Evolutionists assert that population genetics and molecular clocks cannot possibly point back to just two original people 6,000 years ago. Poythress points out that the calculations which this claim is based on assume that the human genome has always had constant rates of mutation and recombination. Population studies further depend on assumptions about the average lifespans of people. Yet Scripture indicates that lifespans changed dramatically after the global Flood. The notion that humanity could not have originated with two created people is rooted in unverifiable assumptions imposed upon the science.

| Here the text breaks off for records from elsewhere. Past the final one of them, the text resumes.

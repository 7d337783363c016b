//! Design-matrix access.
//!
//! Every part of the solver touches the design matrix exclusively through
//! column operations: a dot product against a feature's column, a scaled
//! column added into a sample-length vector, a weighted squared column norm.
//! Those operations are gathered in the [`DesignMatrix`] trait, with one
//! implementation for dense `ndarray` storage and one for
//! compressed-by-feature sparse storage.
//!
//! Sparse inputs may carry a per-feature mean vector. When present, every
//! column operation behaves as if `mean_j` had been subtracted from column
//! `j`, so sparse matrices can be centered without densifying them. The
//! `v_sum` arguments exist for this: centered dot products need the sum of
//! the right-hand vector, and callers that loop over many columns compute it
//! once instead of once per column. Uncentered implementations ignore it.

use ndarray::{Array1, ArrayBase, ArrayView1, Data, Ix2};

use crate::Float;
use crate::types::Task;

pub trait DesignMatrix<F: Float> {
    fn n_samples(&self) -> usize;

    fn n_features(&self) -> usize;

    /// Whether column operations apply an implicit per-feature centering.
    fn is_centered(&self) -> bool;

    /// `⟨X_j, v⟩`. `v_sum` must equal `v.sum()` when `is_centered()`.
    fn dot_col(&self, j: usize, v: ArrayView1<F>, v_sum: F) -> F;

    /// `⟨X_j, g⟩` with the right-hand values produced per sample index, so
    /// callers can fold a fresh elementwise transform into the dot product
    /// without materializing it. `g_sum` as in [`Self::dot_col`].
    fn dot_col_with(&self, j: usize, g: impl Fn(usize) -> F, g_sum: F) -> F;

    /// `out ← out + scale·X_j`.
    fn axpy_col(&self, j: usize, scale: F, out: &mut Array1<F>);

    /// `Σᵢ wtsᵢ·x²ᵢⱼ`. `wts_sum` as in [`Self::dot_col`].
    fn weighted_sq_norm_col(&self, j: usize, wts: ArrayView1<F>, wts_sum: F) -> F;

    /// Euclidean norm of every (implicitly centered) column.
    fn column_norms(&self) -> Array1<F>;
}

impl<F: Float, S: Data<Elem = F>> DesignMatrix<F> for ArrayBase<S, Ix2> {
    fn n_samples(&self) -> usize {
        self.nrows()
    }

    fn n_features(&self) -> usize {
        self.ncols()
    }

    fn is_centered(&self) -> bool {
        false
    }

    fn dot_col(&self, j: usize, v: ArrayView1<F>, _v_sum: F) -> F {
        self.column(j).dot(&v)
    }

    fn dot_col_with(&self, j: usize, g: impl Fn(usize) -> F, _g_sum: F) -> F {
        self.column(j)
            .iter()
            .enumerate()
            .map(|(i, &x)| x * g(i))
            .sum()
    }

    fn axpy_col(&self, j: usize, scale: F, out: &mut Array1<F>) {
        out.scaled_add(scale, &self.column(j));
    }

    fn weighted_sq_norm_col(&self, j: usize, wts: ArrayView1<F>, _wts_sum: F) -> F {
        self.column(j)
            .iter()
            .zip(wts.iter())
            .map(|(&x, &wt)| wt * x * x)
            .sum()
    }

    fn column_norms(&self) -> Array1<F> {
        let norms: Vec<F> = (0..self.ncols())
            .map(|j| {
                let col = self.column(j);
                col.dot(&col).sqrt()
            })
            .collect();
        Array1::from_vec(norms)
    }
}

/// Compressed-by-feature sparse storage. Column `j`'s nonzero values are
/// `data[indptr[j]..indptr[j + 1]]`, located at the row positions given by
/// the matching slice of `indices`. An optional mean vector centers each
/// column implicitly.
pub struct SparseColumns<'a, F: Float> {
    data: ArrayView1<'a, F>,
    indices: &'a [usize],
    indptr: &'a [usize],
    n_samples: usize,
    means: Option<ArrayView1<'a, F>>,
}

impl<'a, F: Float> SparseColumns<'a, F> {
    pub fn new(
        data: ArrayView1<'a, F>,
        indices: &'a [usize],
        indptr: &'a [usize],
        n_samples: usize,
        means: Option<ArrayView1<'a, F>>,
    ) -> Self {
        assert!(!indptr.is_empty(), "indptr must have n_features + 1 entries");
        assert_eq!(indices.len(), data.len());
        assert_eq!(*indptr.last().unwrap(), data.len());
        if let Some(m) = &means {
            assert_eq!(m.len(), indptr.len() - 1);
        }
        SparseColumns {
            data,
            indices,
            indptr,
            n_samples,
            means,
        }
    }

    fn col_range(&self, j: usize) -> std::ops::Range<usize> {
        self.indptr[j]..self.indptr[j + 1]
    }

    fn mean(&self, j: usize) -> F {
        self.means.as_ref().map_or(F::zero(), |m| m[j])
    }
}

impl<F: Float> DesignMatrix<F> for SparseColumns<'_, F> {
    fn n_samples(&self) -> usize {
        self.n_samples
    }

    fn n_features(&self) -> usize {
        self.indptr.len() - 1
    }

    fn is_centered(&self) -> bool {
        self.means.is_some()
    }

    fn dot_col(&self, j: usize, v: ArrayView1<F>, v_sum: F) -> F {
        let mut acc = F::zero();
        for k in self.col_range(j) {
            acc = acc + self.data[k] * v[self.indices[k]];
        }
        if self.is_centered() {
            acc = acc - self.mean(j) * v_sum;
        }
        acc
    }

    fn dot_col_with(&self, j: usize, g: impl Fn(usize) -> F, g_sum: F) -> F {
        let mut acc = F::zero();
        for k in self.col_range(j) {
            acc = acc + self.data[k] * g(self.indices[k]);
        }
        if self.is_centered() {
            acc = acc - self.mean(j) * g_sum;
        }
        acc
    }

    fn axpy_col(&self, j: usize, scale: F, out: &mut Array1<F>) {
        for k in self.col_range(j) {
            out[self.indices[k]] = out[self.indices[k]] + scale * self.data[k];
        }
        if self.is_centered() {
            let shift = scale * self.mean(j);
            out.mapv_inplace(|o| o - shift);
        }
    }

    fn weighted_sq_norm_col(&self, j: usize, wts: ArrayView1<F>, wts_sum: F) -> F {
        let mean = self.mean(j);
        let mut acc = F::zero();
        for k in self.col_range(j) {
            let x = self.data[k];
            let wt = wts[self.indices[k]];
            acc = acc + wt * x * (x - F::cast(2.0) * mean);
        }
        if self.is_centered() {
            acc = acc + mean * mean * wts_sum;
        }
        acc
    }

    fn column_norms(&self) -> Array1<F> {
        let n = F::cast(self.n_samples);
        let norms: Vec<F> = (0..self.n_features())
            .map(|j| {
                let mut sq = F::zero();
                let mut sum = F::zero();
                for k in self.col_range(j) {
                    sq = sq + self.data[k] * self.data[k];
                    sum = sum + self.data[k];
                }
                let mean = self.mean(j);
                (sq - F::cast(2.0) * mean * sum + n * mean * mean).sqrt()
            })
            .collect();
        Array1::from_vec(norms)
    }
}

/// Builds the fit vector consistent with `w`: the residual `y − Xw` for the
/// Lasso, the margin `Xw` for logistic regression.
pub fn compute_fit<F: Float, D: DesignMatrix<F>>(
    design: &D,
    y: ArrayView1<F>,
    w: ArrayView1<F>,
    task: Task,
) -> Array1<F> {
    let mut xw = Array1::<F>::zeros(design.n_samples());
    for j in 0..design.n_features() {
        if w[j] != F::zero() {
            design.axpy_col(j, w[j], &mut xw);
        }
    }
    match task {
        Task::Lasso => &y - &xw,
        Task::Logistic => xw,
    }
}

Given the effects of sin’s curse on humanity, the dramatic changes in lifespan over a few thousand years, and the population bottleneck that occurred when the global Flood reduced the genomic variety in the human population to those genes in the eight people on the Ark, the uniformitarian assumptions on which evolutionary anthropologists and geneticists base their conclusions that the human population could not have been traced back to Adam and Eve are faulty.
Thus the science in no way “proves” human ancestry from an ape-like ancestor or the impossibility of human ancestry from Adam and Eve. As to the age of the earth, while Poythress writes nothing in his essay to suggest millions of years, in his opinion, the small variations (“gaps”) in the genealogical lists in the Old and New Testaments make it impossible to know how long ago God created man. However, a comparison of genealogical lists reveals that, while there are a few places where God chose to include and exclude certain people, only some genealogies contain information about time. And those lists, from which we (and Archbishop Ussher) derive calculations about the timeline of history, consist of numerically interlocked data rendering the inclusion or exclusion of a particular person—as far as the timeline goes—irrelevant. As Dr. Floyd Nolen Jones explains in Chronology of the Old Testament:
The Scripture precisely lists the age of each patriarch (i.e. Arphaxad = 35 years old) when the next patriarch (i.e. Salah) is born. Thus, even if the next patriarch in the recorded genealogy was a great-grandson rather than a son, this procedure of giving the age of one patriarch when the next is born fixes the two men’s lives relative to each other. In so doing, it provides an exact continuous chronology across this time span.1
The father’s (ancestor’s) name is mathematically interlocked to the chosen descendant; hence no gap of time or generation is possible.2
Furthermore, Jude 14 corroborates the Old Testament genealogies, informing us that Enoch was a member of the seventh generation from Adam. Scripture does not contradict itself. Biblical history therefore does reveal that God created Adam and Eve about 6,000 years ago. And the scientific evidence of hominid fossils, genomic analysis, and population studies only appear to “prove” evolution if the data are interpreted expressly by presuming evolution happened. Such reasoning is circular. Science does not disprove Scripture.